A seemingly endless parade of wood ducks buzzed low over the hole. He made practice swings with the old double on a pair or two, but he held his fire. By sunrise the squealer had all but stopped flying and the occasional flight of grey ducks was all that gave the opening a look for the next half hour. His heart began to sink, just a bit. But again, the words of his grandfather’s gunning log ran through his mind, melding into his own experience, knowledge born of countless days in the timber, his, his fathers, and his father’s father’s. “Wait. Be patient. They will come to the timber when their bellies are full.”
He past a bit more time, watching a fat red squirrel make its morning rounds through the oak and bitter pecan trees of around him. The sound of cast aside acorns plunking down into the water marked the busytail’s path through the bare limbs. Waves of noisy black birds swept through the forest, lighting in great waves and moving on with a roar of wings and a chatter that blocked out all other soft sounds of the morning woods.
He was twisted around, facing back into the thick stand of young trees behind him, seeking out the travels of the old fox squirrel when he heard the soft call of a drake mallard over his shoulder.
In one fluid motion he spun, raise the gun to his shoulder drew down on the single mallard hovering inches above the nearest wooden block, and missed clean, with both barrels.
Old habits die-hard, and he kept the gun aimed at the fleeing greenhead as its wings drove frantically to push the bird high and away, he felt himself pulling on the trigger, wondering why his last round wouldn’t fire. When all that was left was the sight of tail feathers and the silence after the echo, he lowered the gun, laughing at his poor shooting and his puzzlement as to why this dang broad barrel wouldn’t fire a third shell. “This ain’t your auto.” He scolded himself lightly.
Opening the breech he drew out the two spent shells. The swollen paper hulls made a satisfying “fhwoop” as he pulled them out, a thin trail of smoke escaping from the warm tubes. The smell of the paper hulls warmed his soul. He lifted them to his nose and breathed in deep. His mind whirled back through the decades; to the first day his Papaw had let him fire a gun for real. That old twenty-eight gauge was gone, lost on river hunt years ago when nature turned violent and his father had saved them both from drowning though the bulk of their hunting gear had been lost.
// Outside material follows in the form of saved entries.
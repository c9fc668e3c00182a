use crate::metrics::metrics_impl::CarMetrics;

/// Point-in-time copy of CAR counters plus directory gauges.
#[derive(Debug, Default, Clone, Copy, PartialEq, Eq)]
pub struct CarMetricsSnapshot {
    pub hits: u64,
    pub contended_hits: u64, // misses on the shared tier that hit after the exclusive re-check
    pub misses: u64,
    pub loads: u64,

    pub evicted_entries: u64,
    pub slots_allocated: u64,

    pub recent_to_frequent_promotions: u64,
    pub ghost_recent_hits: u64,
    pub ghost_frequent_hits: u64,
    pub target_increases: u64,
    pub target_decreases: u64,
    pub hand_sweeps: u64,
    pub ghost_recent_trims: u64,
    pub ghost_frequent_trims: u64,

    pub cache_len: usize,
    pub capacity: usize,
    pub target_recent_size: usize,
    pub recent_len: usize,
    pub frequent_len: usize,
    pub ghost_recent_len: usize,
    pub ghost_frequent_len: usize,
}

impl CarMetricsSnapshot {
    /// Copies the counters out of `metrics`. Gauges are left at zero.
    pub fn from_counters(metrics: &CarMetrics) -> Self {
        Self {
            hits: metrics.hits.get(),
            misses: metrics.misses,
            loads: metrics.loads,
            evicted_entries: metrics.evicted_entries,
            slots_allocated: metrics.slots_allocated,
            recent_to_frequent_promotions: metrics.recent_to_frequent_promotions,
            ghost_recent_hits: metrics.ghost_recent_hits,
            ghost_frequent_hits: metrics.ghost_frequent_hits,
            target_increases: metrics.target_increases,
            target_decreases: metrics.target_decreases,
            hand_sweeps: metrics.hand_sweeps,
            ghost_recent_trims: metrics.ghost_recent_trims,
            ghost_frequent_trims: metrics.ghost_frequent_trims,
            ..Self::default()
        }
    }

    /// Fraction of lookups that were hits; `0.0` before any lookup.
    pub fn hit_ratio(&self) -> f64 {
        let total = self.hits + self.misses;
        if total == 0 {
            0.0
        } else {
            self.hits as f64 / total as f64
        }
    }
}

#[cfg(test)]
mod tests {
    use super::*;
    use crate::metrics::traits::{CoreMetricsReadRecorder, CoreMetricsRecorder};

    #[test]
    fn snapshot_copies_counters() {
        let mut metrics = CarMetrics::default();
        metrics.record_miss();
        metrics.record_load();
        (&metrics).record_hit();

        let snap = CarMetricsSnapshot::from_counters(&metrics);
        assert_eq!(snap.hits, 1);
        assert_eq!(snap.misses, 1);
        assert_eq!(snap.loads, 1);
        assert_eq!(snap.cache_len, 0);
        assert_eq!(snap.contended_hits, 0);
    }

    #[test]
    fn hit_ratio_handles_empty_and_mixed() {
        let mut snap = CarMetricsSnapshot::default();
        assert_eq!(snap.hit_ratio(), 0.0);
        snap.hits = 3;
        snap.misses = 1;
        assert!((snap.hit_ratio() - 0.75).abs() < f64::EPSILON);
    }
}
He slipped the spent shells into one of the large billow pockets of the coat. It didn’t matter to him that they were supposed to biodegrade, he had been taught never to leave his hulls floating, not so much out of fear that the ducks might see them, but out of a respect for the wild. Sure they had a few small man-made intrusions here in the woods, but the men of the camp had always kept the place as pristine as possible. They came to the woods to be in the wilds, not to be reminded of the world that awaited them when the season was done or the business of life required them to return to town. It gave them a feeling of being the first to see these woods, unspoiled and mysterious. They just liked it that way.
Two more shells were loaded into the gun and he turned back to look out over the decoys. “Sorry Papaw. But, at least he knows what team I’m on.” He spoke out across the decoys.
The words had hardly left his lips when a dozen mallards, low and looking drifted past the opening. He put the call to his lips as they moved away and hit a note that almost made him cry. But without hesitation he regained his composure and sent out a comeback call in perfect pitch and cadence. The lead bird spun like its left wing had hit a pole and the rest of the birds followed right on her tail feathers.
The boss hen of the bunch belted out a greeting call and he answered with an equally exuberant invitation. She led the pack back over the opening, right down on the tree tops, well within range. Her neck was craned down and scanning side to side as she passed. Hugging tight to the tree he turned his face downward and watched the birds in the black mirror of the backwater as they drifted slowly over. The hen called again and he answered, kicking the water with one leg to create ripples once the birds had their tails to him. Again the old hen belted out a song and he shouted her down as soon as her last note cleared, then at once set in to a mix of chatter and quacks.
The flock swung again riding past the opening heading south a bit faster now but on gliding wings. He let the group get down wind about seventy yards and eased off of pleading comeback call. In and fraction of a second the group turned closed the gap and set their wings.
They came in down the shoot, the low spot in the canopy left by the fallen oak. Fluttering down from his left side the group back paddled down to the water straight in front of the Y Tree.
The old hen hit the water first and at once began calling to her descending companions. The double gun came up, roared twice and a pair of greenheads crashed the last few feet to the water as the remains of the flock scattered out through the woods in several directions.